Lucy rifles Fred’s money belt with Ethel’s help to make a purchase that will let her recoup her investment back in the States and keep a pearl necklace for her own. She gets the money, but Fred turns in his sleep and she is propelled into a fishtank in the floor beside his tatami.

Next morning, he announces his intention to buy a new money belt, by reason of his own having shrunk. The plan is off, she returns the pearls to Cummings but the wrong ones, her $2.98 strand of imitations. He is at the Toma Geisha House, where Mr. Osato is regaling Ricky and Fred as well, who are supposed to be at a baseball game.

“This beats going to a ball game all hollow,” opines Fred. Ricky sings “Tokyo Pete” in Japanese to the accompaniment of flute, drum and shamisen. Lucy and Ethel are ushered in by the matron to serve refreshments, which include fried grasshoppers (inago). They are wearing kimono and wigs as geisha, Lucy joins the fan dance and the parasol dance, then topples the table to switch pearls with Cummings underneath it. Ricky decides he’ll buy a necklace for Lucy, whose samurai exit through the wall is occasioned by a deep bow that doffs her wig.

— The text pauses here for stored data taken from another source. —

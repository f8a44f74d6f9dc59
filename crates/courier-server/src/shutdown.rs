//! Graceful shutdown.
//!
//! A [`ShutdownSignal`] stops the accept loop and every session's routing
//! loop. The accept loop then uses a [`ConnectionTracker`] to wait for the
//! sessions to finish their teardown before `serve` returns.
//!
//! ```rust
//! use courier_server::ShutdownSignal;
//!
//! let shutdown = ShutdownSignal::new();
//! let observer = shutdown.clone();
//!
//! shutdown.trigger();
//! assert!(observer.is_shutdown());
//! ```

use std::sync::atomic::{AtomicUsize, Ordering};
use std::sync::Arc;

use tokio::sync::{watch, Notify};
use tracing::{info, warn};

/// A cloneable, one-way shutdown flag that tasks can await.
#[derive(Debug, Clone)]
pub struct ShutdownSignal {
    sender: Arc<watch::Sender<bool>>,
}

impl ShutdownSignal {
    /// Creates an untriggered signal.
    pub fn new() -> Self {
        let (sender, _) = watch::channel(false);
        Self {
            sender: Arc::new(sender),
        }
    }

    /// Triggers shutdown. Idempotent.
    pub fn trigger(&self) {
        self.sender.send_if_modified(|triggered| {
            if *triggered {
                false
            } else {
                *triggered = true;
                true
            }
        });
    }

    /// Returns `true` once [`trigger`](Self::trigger) has been called on any clone.
    pub fn is_shutdown(&self) -> bool {
        *self.sender.borrow()
    }

    /// Completes when shutdown is triggered, immediately if it already was.
    pub async fn recv(&self) {
        let mut receiver = self.sender.subscribe();
        // The sender lives as long as `self`, so this cannot fail.
        let _ = receiver.wait_for(|triggered| *triggered).await;
    }

    /// Spawns a task that triggers this signal on SIGTERM or SIGINT.
    pub fn trigger_on_os_signal(&self) {
        let signal = self.clone();
        tokio::spawn(async move {
            match wait_for_os_signal().await {
                Ok(()) => signal.trigger(),
                Err(e) => warn!(error = %e, "Failed to install OS signal handlers"),
            }
        });
    }
}

impl Default for ShutdownSignal {
    fn default() -> Self {
        Self::new()
    }
}

async fn wait_for_os_signal() -> std::io::Result<()> {
    #[cfg(unix)]
    {
        use tokio::signal::unix::{signal, SignalKind};

        let mut sigterm = signal(SignalKind::terminate())?;
        let mut sigint = signal(SignalKind::interrupt())?;

        tokio::select! {
            _ = sigterm.recv() => info!("Received SIGTERM, initiating graceful shutdown"),
            _ = sigint.recv() => info!("Received SIGINT, initiating graceful shutdown"),
        }
    }

    #[cfg(not(unix))]
    {
        tokio::signal::ctrl_c().await?;
        info!("Received Ctrl+C, initiating graceful shutdown");
    }

    Ok(())
}

/// Counts live sessions so shutdown can wait for them to drain.
///
/// ```rust
/// use courier_server::ConnectionTracker;
///
/// let tracker = ConnectionTracker::new();
/// let token = tracker.acquire();
/// assert_eq!(tracker.active_connections(), 1);
///
/// drop(token);
/// assert_eq!(tracker.active_connections(), 0);
/// ```
#[derive(Debug, Clone, Default)]
pub struct ConnectionTracker {
    active: Arc<AtomicUsize>,
    drained: Arc<Notify>,
}

impl ConnectionTracker {
    /// Creates a tracker with no active connections.
    pub fn new() -> Self {
        Self::default()
    }

    /// Registers one connection. Dropping the token releases it.
    #[must_use]
    pub fn acquire(&self) -> ConnectionToken {
        self.active.fetch_add(1, Ordering::SeqCst);
        ConnectionToken {
            active: Arc::clone(&self.active),
            drained: Arc::clone(&self.drained),
        }
    }

    /// Number of tokens currently held.
    pub fn active_connections(&self) -> usize {
        self.active.load(Ordering::SeqCst)
    }

    /// Completes once every token has been dropped.
    pub async fn wait_for_shutdown(&self) {
        loop {
            // Register interest before reading the count so a release in
            // between is not missed.
            let drained = self.drained.notified();
            if self.active.load(Ordering::SeqCst) == 0 {
                return;
            }
            drained.await;
        }
    }
}

/// Held for the lifetime of one connection.
#[derive(Debug)]
pub struct ConnectionToken {
    active: Arc<AtomicUsize>,
    drained: Arc<Notify>,
}

impl Drop for ConnectionToken {
    fn drop(&mut self) {
        if self.active.fetch_sub(1, Ordering::SeqCst) == 1 {
            self.drained.notify_waiters();
        }
    }
}

#[cfg(test)]
mod tests {
    use super::*;
    use std::time::Duration;

    #[test]
    fn test_trigger_is_idempotent_and_shared() {
        let signal = ShutdownSignal::new();
        let clone = signal.clone();
        assert!(!clone.is_shutdown());

        signal.trigger();
        signal.trigger();
        assert!(clone.is_shutdown());
    }

    #[tokio::test]
    async fn test_recv_completes_when_triggered_later() {
        let signal = ShutdownSignal::new();
        let trigger = signal.clone();

        tokio::spawn(async move {
            tokio::time::sleep(Duration::from_millis(10)).await;
            trigger.trigger();
        });

        tokio::time::timeout(Duration::from_secs(1), signal.recv())
            .await
            .expect("recv should complete");
    }

    #[tokio::test]
    async fn test_recv_completes_immediately_if_triggered() {
        let signal = ShutdownSignal::new();
        signal.trigger();

        tokio::time::timeout(Duration::from_millis(10), signal.recv())
            .await
            .expect("recv should complete immediately");
    }

    #[test]
    fn test_tracker_counts_tokens() {
        let tracker = ConnectionTracker::new();
        let first = tracker.acquire();
        let second = tracker.acquire();
        assert_eq!(tracker.active_connections(), 2);

        drop(first);
        assert_eq!(tracker.active_connections(), 1);
        drop(second);
        assert_eq!(tracker.active_connections(), 0);
    }

    #[tokio::test]
    async fn test_wait_for_shutdown_without_connections() {
        let tracker = ConnectionTracker::new();
        tokio::time::timeout(Duration::from_millis(10), tracker.wait_for_shutdown())
            .await
            .expect("should complete immediately");
    }

    #[tokio::test]
    async fn test_wait_for_shutdown_after_release() {
        let tracker = ConnectionTracker::new();
        let token = tracker.acquire();

        tokio::spawn(async move {
            tokio::time::sleep(Duration::from_millis(10)).await;
            drop(token);
        });

        tokio::time::timeout(Duration::from_secs(1), tracker.wait_for_shutdown())
            .await
            .expect("should complete once the token is dropped");
    }
}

The boys are berated for misleading the girls, but a necklace each smoothes things over.

Arnaz’s direction is remarkable for the speed of the fishtank and table gags, for its record of the dances, and for a long shot of the geisha house interior from one corner that gives an admirable view, among other things.

 

Lucy Meets the Mustache
The Lucy-Desi Comedy Hour

Variety, a fairly constant feature on the shows, failed to find a single guffaw, although the funniest joke ever is here. Lucy is disguised as Ernie Kovacs’ chauffeur Crandall, who is British and wears a mustache. Her idea is to drive Kovacs in his limousine, a spiffy white sort of landau, to his sponsor’s country club for the weekend. Kovacs has hired Little Ricky for his show, he plays the drums like Gene Krupa, she wants Ricky on the show as well. The disguise is necessary for two reasons. Tricky Little Ricky, whose “melting” spoon gave Fred a start over coffee, put some exploding cigars in the living room and Lucy filled Kovacs’ cigar case with them as a courtesy when he left it behind after coffee and entertainment. One of them, as Edie Adams says, “almost blew off his mustache”. Her earlier attempt at a meeting failed because he was grouchily shaving in the kitchen with a straight razor and a teakettle before a small standing mirror with the plumbing out, and he nearly “cut his own throat” when her purse became entangled in his suspenders. But Kovacs and Ricky have met on the train to Westport and naturally made an arrangement. Adams spills the beans about Lucy’s disguise to Kovacs on his car phone, he and Ricky decide on a little amusement. At the country club, she tries to excuse herself from sleeping in their room, Crandall has a date. A married man, with six children? “Don’t tell me,” says Ricky, “you have to make a date with your own wife.” Lucy, in livery with driving cap and gloves, mustache and a husky voice with an accent, tells him, “ever since the sixth child she’s been very formal.”

At the coffee, Kovacs entertains with a large pad of drawing paper on an easel. He draws a table lamp and lights it, then an “ICE-A-BOX” that gives real ice.